FIGHTING PANDEMICS: Essay Topics

FIGHTING PANDEMICS

If I had a choice between solving global warming and eliminating the threat of global pandemics, I would choose the latter.

I am probably in the minority on this, but I think a pan­demic might be the graver threat. A few years ago I even put together a cache of food and water in my basement. Then if a pandemic hit, my family could stay inside for a month or two until things were sorted out. I suppose it’s time to restock the basement: we’ve used most of the water to fill the family fish tank and we haven’t checked the food in a while, but it’s prob­ably pretty stale.

What can we all do to fight global pandemics? The internet may be the single most powerful tool at hand. Pandemics tend to start in remote locations. Quickly extracting the vital medical information from those places would provide a head start on taming an epidemic. The for­mal networks like the U.S. Centers for Disease Control and Prevention do not seem to work all that well.

Larry Brilliant, a visionary American epidemiologist and author, has a plan in mind for gathering just this sort of infor­mation. Brilliant won the coveted TED (Technology, Enter­tainment, and Design) prize last year, which allows the recipient to make a special wish that the TED community then helps to realize.

Brilliant has devised a method of scouring the Internet for clues that a pandemic might be starting.

Last year he became head of Google’s nonprofit arm.
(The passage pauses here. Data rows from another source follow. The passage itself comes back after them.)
//! HD44780 character generator ROM (ROM code A00).
//!
//! Maps a character code (0–255) to its 5×8 pixel bitmap: 8 rows, each row a
//! 5-bit pattern with bit 4 as the leftmost column. The table mirrors the
//! A00 mask ROM (ASCII plus Japanese katakana); code points the mask leaves
//! unassigned are blank glyphs rather than errors.
//!
//! Codes 0–7 reference the controller's CGRAM when rendering display data;
//! the entries here for those codes are blank on purpose — a renderer must
//! fetch their pixel rows from the CGRAM region of a snapshot instead
//! (see [`crate::render`]).

use crate::CHAR_HEIGHT;
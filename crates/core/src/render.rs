//! Glyph rasterizer: draws a controller snapshot into an RGBA framebuffer.
//!
//! Layout mirrors the classic panel look: a border of 3 LCD dots around the
//! character matrix and a one-dot gap between cells. One framebuffer pixel
//! per LCD dot; the frontend scales up for the window.
//!
//! Character codes below 8 are resolved from the snapshot's CGRAM (the
//! user-definable glyphs); everything else comes from the fixed
//! [`crate::cgrom`] table. Unchanged snapshots are detected via the
//! revision counters and skipped.

use crate::cgrom;
use crate::controller::Snapshot;
use crate::{CHAR_HEIGHT, CHAR_WIDTH};

/// Border around the character matrix, in LCD dots.
pub const BORDER: usize = 3;

/// Default palette: the fluorescent-green scheme of the original boards.
pub const PANEL_BACKGROUND: u32 = 0x00AA00;
pub const PIXEL_OFF: u32 = 0x00CC00;
pub const PIXEL_ON: u32 = 0x003300;

#[derive(PartialEq, Eq)]
struct CacheKey {
    ddram_rev: u64,
    cgram_rev: u64,
    display_on: bool,
    cursor_on: bool,
    blink_on: bool,
    cursor: Option<(usize, usize)>,
    blink_phase: bool,
}

/// Renders snapshots of one panel geometry into an RGBA framebuffer.
pub struct Rasterizer {
    cols: usize,
    rows: usize,
    width: usize,
    height: usize,
    /// Palette, 0xRRGGBB.
    pub background: u32,
    pub pixel_off: u32,
    pub pixel_on: u32,
    framebuffer: Vec<u8>,
    last: Option<CacheKey>,
}

impl Rasterizer {
    pub fn new(cols: usize, rows: usize) -> Self {
        let width = 2 * BORDER - 1 + cols * (CHAR_WIDTH + 1);
        let height = 2 * BORDER - 1 + rows * (CHAR_HEIGHT + 1);
        Rasterizer {
            cols,
            rows,
            width,
            height,
            background: PANEL_BACKGROUND,
            pixel_off: PIXEL_OFF,
            pixel_on: PIXEL_ON,
            framebuffer: vec![0; width * height * 4],
            last: None,
        }
    }

    /// Framebuffer width in pixels (LCD dots).
    pub fn width(&self) -> usize {
        self.width
    }

    /// Framebuffer height in pixels (LCD dots).
    pub fn height(&self) -> usize {
        self.height
    }

    /// RGBA framebuffer bytes, row-major.
    pub fn framebuffer(&self) -> &[u8] {
        &self.framebuffer
    }

    /// Rasterize a snapshot. `blink_phase` is the current on/off phase of
    /// the cursor blink clock, supplied by the frontend. Returns false if
    /// nothing changed since the last call and the framebuffer was left
    /// as-is.
    pub fn render(&mut self, snap: &Snapshot, blink_phase: bool) -> bool {
        let key = CacheKey {
            ddram_rev: snap.ddram_rev,
            cgram_rev: snap.cgram_rev,
            display_on: snap.display_on,
            cursor_on: snap.cursor_on,
            blink_on: snap.blink_on,
            cursor: snap.cursor_cell(),
            blink_phase,
        };
        if self.last.as_ref() == Some(&key) {
            return false;
        }

        self.fill(self.background);
        let cursor = key.cursor;
        for row in 0..self.rows.min(snap.rows) {
            let codes = snap.row(row);
            for col in 0..self.cols.min(snap.cols) {
                let code = codes[col];
                let bits: &[u8] = if snap.display_on {
                    if code < 8 {
                        snap.cgram_glyph(code)
                    } else {
                        cgrom::glyph(code)
                    }
                } else {
                    // Panel off: every dot unlit
                    &[0; CHAR_HEIGHT]
                };
                let at_cursor = snap.display_on && cursor == Some((row, col));
                let blink_fill = at_cursor && snap.blink_on && blink_phase;
                self.draw_cell(row, col, bits, blink_fill);
                if at_cursor && snap.cursor_on {
                    self.draw_cursor_line(row, col);
                }
            }
        }
        self.last = Some(key);
        true
    }

    /// Framebuffer as 0xRRGGBB words for minifb.
    pub fn as_pixel_buffer(&self) -> Vec<u32> {
        let mut pixels = vec![0u32; self.width * self.height];
        for i in 0..pixels.len() {
            let r = self.framebuffer[i * 4] as u32;
            let g = self.framebuffer[i * 4 + 1] as u32;
            let b = self.framebuffer[i * 4 + 2] as u32;
            pixels[i] = (r << 16) | (g << 8) | b;
        }
        pixels
    }

    fn fill(&mut self, color: u32) {
        for i in 0..self.width * self.height {
            self.put(i, color);
        }
    }

    fn draw_cell(&mut self, row: usize, col: usize, bits: &[u8], blink_fill: bool) {
        let x0 = BORDER + col * (CHAR_WIDTH + 1);
        let y0 = BORDER + row * (CHAR_HEIGHT + 1);
        for (y, &pattern) in bits.iter().take(CHAR_HEIGHT).enumerate() {
            for x in 0..CHAR_WIDTH {
                let lit = blink_fill || pattern & (1 << (CHAR_WIDTH - 1 - x)) != 0;
                let color = if lit { self.pixel_on } else { self.pixel_off };
                self.put((y0 + y) * self.width + x0 + x, color);
            }
        }
    }

    /// Underline cursor: the bottom dot row of the cell.
    fn draw_cursor_line(&mut self, row: usize, col: usize) {
        let x0 = BORDER + col * (CHAR_WIDTH + 1);
        let y = BORDER + row * (CHAR_HEIGHT + 1) + CHAR_HEIGHT - 1;
        for x in 0..CHAR_WIDTH {
            self.put(y * self.width + x0 + x, self.pixel_on);
        }
    }

    #[inline]
    fn put(&mut self, index: usize, color: u32) {
        let p = index * 4;
        self.framebuffer[p] = (color >> 16) as u8;
        self.framebuffer[p + 1] = (color >> 8) as u8;
        self.framebuffer[p + 2] = color as u8;
        self.framebuffer[p + 3] = 0xFF;
    }
}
Could there be a better match?

As the world waits for Brilliant’s plan to be put into prac­tice, I guess we will have to be satisfied with something far less lofty.

Whoissick.org is a Web site that allows the ailing to post their illnesses and lets others search by ZIP code to see what people in their area have caught. The amazing thing for me is that sick people actually bother to post.

When I get sick I might go onto Google to try to figure out what is wrong with me. I doubt, however, that I would want to bother to go tell Whoissick.org that I feel awful. Cer­tainly, if I was about to die from the bird flu, it would not be at the top of my mind.